# Aftermarket parts that don't fit



## Brainbucket (Mar 30, 2015)

Cardone is junk. Autozone is junk. I NEVER buy my parts from there. EVER!:vs_cool:


----------



## mark sr (Jun 13, 2017)

One of my sons hit a deer last winter and we ordered certified fit [or whatever it was called] body parts from RockAuto and they still required a little modification to fit. They had parts that were cheaper [not certified] so you wonder would they have fit any better .... or a lot worse ??

The biggest thing I like about AutoZone is their warranty.


----------



## Mike Milam (Mar 3, 2017)

mark sr said:


> One of my sons hit a deer last winter and we ordered certified fit [or whatever it was called] body parts from RockAuto and they still required a little modification to fit. They had parts that were cheaper [not certified] so you wonder would they have fit any better .... or a lot worse ??
> 
> The biggest thing I like about AutoZone is their warranty.


I think the difference between 'certified' and non is the price and warranty. Quite possibly the same part under a different label.


----------



## ukrkoz (Dec 31, 2010)

Well that's the thing. You remove a part FIRST. Then you TAKE it to O'Reilly and MATCH. That's it. Unless you want to do countless returns or drive there 5 times till they get the right part. 
REMOVE AND MATCH. It is well worth few bucks more you pay locally.


----------



## Bigplanz (Apr 10, 2009)

ukrkoz said:


> Well that's the thing. You remove a part FIRST. Then you TAKE it to O'Reilly and MATCH. That's it. Unless you want to do countless returns or drive there 5 times till they get the right part.
> REMOVE AND MATCH. It is well worth few bucks more you pay locally.
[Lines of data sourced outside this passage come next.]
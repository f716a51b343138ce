//! A simple program demonstrates how to use `little-chat` as a library.

#[macro_use]
extern crate tracing;

use std::env;
use std::io::Write as _;

use little_chat::core::Stage;
use little_chat::{Command, Session, SessionBuilder, TerminalDisplay};
use little_chat_http_backend::{HttpBackend, HttpBackendConfigBuilder};
use owo_colors::OwoColorize;
use tokio::io::{self, AsyncBufReadExt, BufReader, Lines, Stdin};
use tokio::sync::mpsc;

#[tokio::main(flavor = "current_thread")]
async fn main() {
    tracing_subscriber::fmt()
        .with_env_filter(tracing_subscriber::EnvFilter::from_default_env())
        .init();

    let mut config = HttpBackendConfigBuilder::new();
    if let Ok(base_url) = env::var("LITTLE_CHAT_BASE_URL") {
        config = config.with_base_url(base_url);
    }
    let config = config.build();
    info!("talking to {}", config.endpoint());
    let backend = HttpBackend::new(config);

    let (idle_tx, mut idle_rx) = mpsc::unbounded_channel();
    let session = SessionBuilder::with_backend(backend)
        .with_display(TerminalDisplay::stdout())
        .on_idle(move || {
            idle_tx.send(()).ok();
        })
        .build();

    print_help();
    let mut lines = BufReader::new(io::stdin()).lines();

    loop {
        print!("> ");
        std::io::stdout().flush().ok();

        let Some(line) = read_line(&mut lines).await else {
            break;
        };
        let command = match Command::parse(&line) {
            Ok(command) => command,
            Err(err) => {
                eprintln!("{}", err.bright_red());
                continue;
            }
        };

        match command {
            Command::Quit => break,
            Command::Help => {
                print_help();
                continue;
            }
            Command::QuickReplies => {
                print_quick_replies(&session);
                continue;
            }
            _ => {}
        }

        let stage = match session.apply(&command).await {
            Ok(stage) => stage,
            Err(err) => {
                error!("{err}");
                break;
            }
        };

        if command == Command::ToggleEmojis {
            print_emojis(&session).await;
        }
        if stage == Stage::Sending && idle_rx.recv().await.is_none() {
            break;
        }
    }
}

async fn read_line(lines: &mut Lines<BufReader<Stdin>>) -> Option<String> {
    match lines.next_line().await {
        Ok(line) => line,
        Err(err) => {
            error!("error reading input: {}", err);
            None
        }
    }
}

fn print_help() {
    println!("Type a message and press Enter to send it.");
    println!("  /emoji      show or hide the emoji picker");
    println!("  /emoji N    add emoji N to the message");
    println!("  /quick      list quick replies");
    println!("  /quick N    send quick reply N");
    println!("  /send       send what has been typed so far");
    println!("  /quit       leave");
    println!();
}

fn print_quick_replies(session: &Session) {
    for (idx, reply) in session.quick_replies().iter().enumerate() {
        println!("  {} {}", (idx + 1).bright_yellow(), reply.label());
    }
}

async fn print_emojis(session: &Session) {
    let visible = session
        .widget()
        .is_emoji_picker_visible()
        .await
        .unwrap_or(false);
    if !visible {
        return;
    }
    let items: Vec<_> = session
        .emojis()
        .iter()
        .enumerate()
        .map(|(idx, glyph)| format!("{} {glyph}", (idx + 1).bright_yellow()))
        .collect();
    println!("  {}", items.join("  "));
}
It was more than twice as expensive locally than through rock auto, but I should have checked NAPA, as I found out (later) that the had the same part about $20 cheaper than O'Reilly's.

Still, remove and match is certainly the way to go to make sure they will fit.

I got the message clearly that she wanted her window to go up and down, NOW!


----------



## KPDMinc (Nov 7, 2016)

Bigplanz said:


> It was more than twice as expensive locally than through rock auto, but I should have checked NAPA, as I found out (later) that the had the same part about $20 cheaper than O'Reilly's.
> 
> Still, remove and match is certainly the way to go to make sure they will fit.
> 
> I got the message clearly that she wanted her window to go up and down, NOW!


so, now buy the same part from NAPA, use the O'Reileys receipt and return it to O'Reileys. BAM! $20 richer


----------



## Bigplanz (Apr 10, 2009)

KPDMinc said:


> so, now buy the same part from NAPA, use the O'Reileys receipt and return it to O'Reileys. BAM! $20 richer


If I was super broke, it might be worthwhile to take the motor out, again, return it, then go buy a cheaper one. For only $20 difference, I ok with it. Just learn to check other places first. Frankly, I didn't look at NAPA because they are usually higher on their parts than AZ or O'Reilly's.


----------



## KPDMinc (Nov 7, 2016)

Bigplanz said:


> If I was super broke, it might be worthwhile to take the motor out, again, return it, then go buy a cheaper one. For only $20 difference, I ok with it. Just learn to check other places first. Frankly, I didn't look at NAPA because they are usually higher on their parts than AZ or O'Reilly's.


thought you said it was the same part?


----------